Well, anymore. We stopped that decades ago.
The third way is to pre-empt contagious diseases by vaccinating every member or at least a majority of a society, providing herd immunity and giving the disease a minimum of hosts on which it can proliferate and spread.
We could, but again, that's talking about a bodily autonomy violation based on a hypothetical future harm. That's a pretty extreme position. We could, after all, justify putting mind altering drugs in the water to pacify the population in the same vein - to prevent all of them from committing violent crimes against their neighbors. Statistically, some will, just as statistically some unvaccinated people will become a danger to others, but most won't, just as most unvaccinated won't.
It's a pretty terrifying prospect however - to say that the government can violate your body based on the statistical probability that you might become a threat in the future.

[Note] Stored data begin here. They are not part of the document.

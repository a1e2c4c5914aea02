//! The frame decoder: raw bytes in, events out.
//!
//! [`FrameDecoder`] walks a buffer frame by frame and yields one item per
//! interesting frame. Compressed frames (versions 2 and 3) contain a whole
//! new buffer of frames; instead of recursing, the decoder keeps a stack
//! of buffers and pushes the inflated one on top. When the top buffer is
//! exhausted it pops back to where it left off in the enclosing one, so
//! events always come out in wire order.
//!
//! ```text
//! outer buffer:  [frame v0][frame v2 ─────────────][frame v0]
//!                            │ inflate
//!                            ▼
//! inner buffer:         [frame v0][frame v0][frame v0]
//!
//! yield order:   outer#1, inner#1, inner#2, inner#3, outer#3
//! ```
//!
//! # Failure behavior
//!
//! A structural error (bad header, corrupt compression) ends decoding of
//! the buffer it happened in: the decoder yields the error, drops that
//! buffer, and resumes in the enclosing buffer if there is one. A bad
//! JSON payload only skips its own frame. Items yielded before an error
//! stay valid either way.

use std::borrow::Cow;
use std::io::Read;
use std::iter::FusedIterator;

use crate::frame::{FrameHeader, Operation, ProtocolVersion};
use crate::{Envelope, ProtocolError};

/// How many compression layers may be nested inside each other.
pub const MAX_NESTING: usize = 8;

/// Largest buffer one compression layer may inflate to.
pub const MAX_INFLATED: usize = 16 * 1024 * 1024;

/// One decoded item.
#[derive(Debug, Clone, PartialEq)]
pub enum Frame {
    /// An event envelope (operation 5).
    Event(Envelope),
    /// The popularity gauge from a heartbeat reply (operation 3).
    Popularity(u32),
}

/// A buffer being decoded plus how far into it we are.
struct Level<'a> {
    buf: Cow<'a, [u8]>,
    offset: usize,
}

/// Lazy decoder over one inbound buffer.
///
/// Finite and not restartable: once it returns `None` it keeps returning
/// `None` (it implements [`FusedIterator`]).
///
/// ## Example
///
/// ```rust
/// use livewire_protocol::{encode_frame, Frame, FrameDecoder, Operation, ProtocolVersion};
///
/// let buf = encode_frame(
///     ProtocolVersion::Json,
///     Operation::Message,
///     br#"{"cmd":"SEND_GIFT","data":{}}"#,
/// );
///
/// let frames: Vec<Frame> = FrameDecoder::new(&buf).filter_map(Result::ok).collect();
/// assert_eq!(frames.len(), 1);
/// ```
pub struct FrameDecoder<'a> {
    stack: Vec<Level<'a>>,
}

impl<'a> FrameDecoder<'a> {
    /// Starts decoding `buf` from offset 0.
    pub fn new(buf: &'a [u8]) -> Self {
        Self {
            stack: vec![Level {
                buf: Cow::Borrowed(buf),
                offset: 0,
            }],
        }
    }
}

impl Iterator for FrameDecoder<'_> {
    type Item = Result<Frame, ProtocolError>;

    fn next(&mut self) -> Option<Self::Item> {
        loop {
            let depth = self.stack.len();
            let level = self.stack.last_mut()?;

            if level.offset >= level.buf.len() {
                self.stack.pop();
                continue;
            }

            let offset = level.offset;
            let header = match FrameHeader::parse(&level.buf, offset) {
                Ok(header) => header,
                Err(e) => {
                    self.stack.pop();
                    return Some(Err(e));
                }
            };
            level.offset += header.total_len;
            let payload =
                &level.buf[offset + header.header_len..offset + header.total_len];

            match header.version {
                ProtocolVersion::Zlib | ProtocolVersion::Brotli => {
                    // `depth` counts the top-level buffer too.
                    if depth > MAX_NESTING {
                        self.stack.pop();
                        return Some(Err(ProtocolError::NestingTooDeep(MAX_NESTING)));
                    }
                    match decompress(header.version, payload) {
                        Ok(inner) => self.stack.push(Level {
                            buf: Cow::Owned(inner),
                            offset: 0,
                        }),
                        Err(e) => {
                            self.stack.pop();
                            return Some(Err(e));
                        }
                    }
                }
                ProtocolVersion::Json | ProtocolVersion::Control => {
                    match header.operation {
                        Operation::Message => {
                            return Some(Envelope::from_slice(payload).map(Frame::Event));
                        }
                        Operation::HeartbeatReply => {
                            return Some(Ok(Frame::Popularity(read_gauge(payload))));
                        }
                        _ => {}
                    }
                }
                ProtocolVersion::Unknown(_) => {}
            }
        }
    }
}

impl FusedIterator for FrameDecoder<'_> {}

/// Decodes a whole buffer eagerly, separating items from errors.
///
/// Convenient when the caller only wants to log failures.
pub fn decode_all(buf: &[u8]) -> (Vec<Frame>, Vec<ProtocolError>) {
    let mut frames = Vec::new();
    let mut errors = Vec::new();
    for item in FrameDecoder::new(buf) {
        match item {
            Ok(frame) => frames.push(frame),
            Err(e) => errors.push(e),
        }
    }
    (frames, errors)
}

/// Inflates a compressed payload into a new frame buffer, refusing to
/// produce more than [`MAX_INFLATED`] bytes.
fn decompress(
    version: ProtocolVersion,
    payload: &[u8],
) -> Result<Vec<u8>, ProtocolError> {
    // One byte past the cap tells "exactly at the cap" from "over it".
    let limit = MAX_INFLATED as u64 + 1;
    let mut out = Vec::new();
    let result = match version {
        ProtocolVersion::Zlib => flate2::read::ZlibDecoder::new(payload)
            .take(limit)
            .read_to_end(&mut out),
        _ => brotli::Decompressor::new(payload, 4096)
            .take(limit)
            .read_to_end(&mut out),
    };
    let source = match result {
        Ok(_) if out.len() > MAX_INFLATED => std::io::Error::new(
            std::io::ErrorKind::InvalidData,
            format!("inflated payload exceeds {MAX_INFLATED} bytes"),
        ),
        Ok(_) => return Ok(out),
        Err(e) => e,
    };
    Err(ProtocolError::Decompress { version, source })
}

/// Reads the big-endian gauge value of a heartbeat reply.
///
/// The server always sends 4 bytes; shorter payloads are read as a
/// shorter big-endian number rather than rejected.
fn read_gauge(payload: &[u8]) -> u32 {
    payload
        .iter()
        .take(4)
        .fold(0u32, |acc, &b| (acc << 8) | u32::from(b))
}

Sensible people do not make the same arguments for non-contagious diseases, no matter how serious they may be, as they literally cannot harm other members of the society. However, diseases such as measles, smallpox, etc. are serious public health issues and are by no means restricted to the individual. The question is, in what way would we want to compel individuals in order to protect public health - do we quarantine them after an infection is caught, do we cure them after an infection is caught, or do we vaccinate them for what I assume is a fraction of the cost, before an infection is caught, and moreover, prevent further infections?
From a principled standpoint, quarantining is the safest option in the interests of society.
EDIT: It occurred to me that there is a fourth option - "do nothing". This is also feasible, though unless a vast majority of a society's population is vaccinated, it will most likely lead to massive public health problems - the severity of which will depend on the disease at hand - and other interconnected problems which come due to, you know, a large segment of the population being sick.
I mean, if the percentage of vaccination drops to a level that it starts causing such things, we'll probably have to do
something, but I'm not sure if violating the bodily autonomy of everyone based on some notion of statistics is the thing. We'd have to be in true crisis for that to be an acceptable option. IE, facing the end of society if we don't.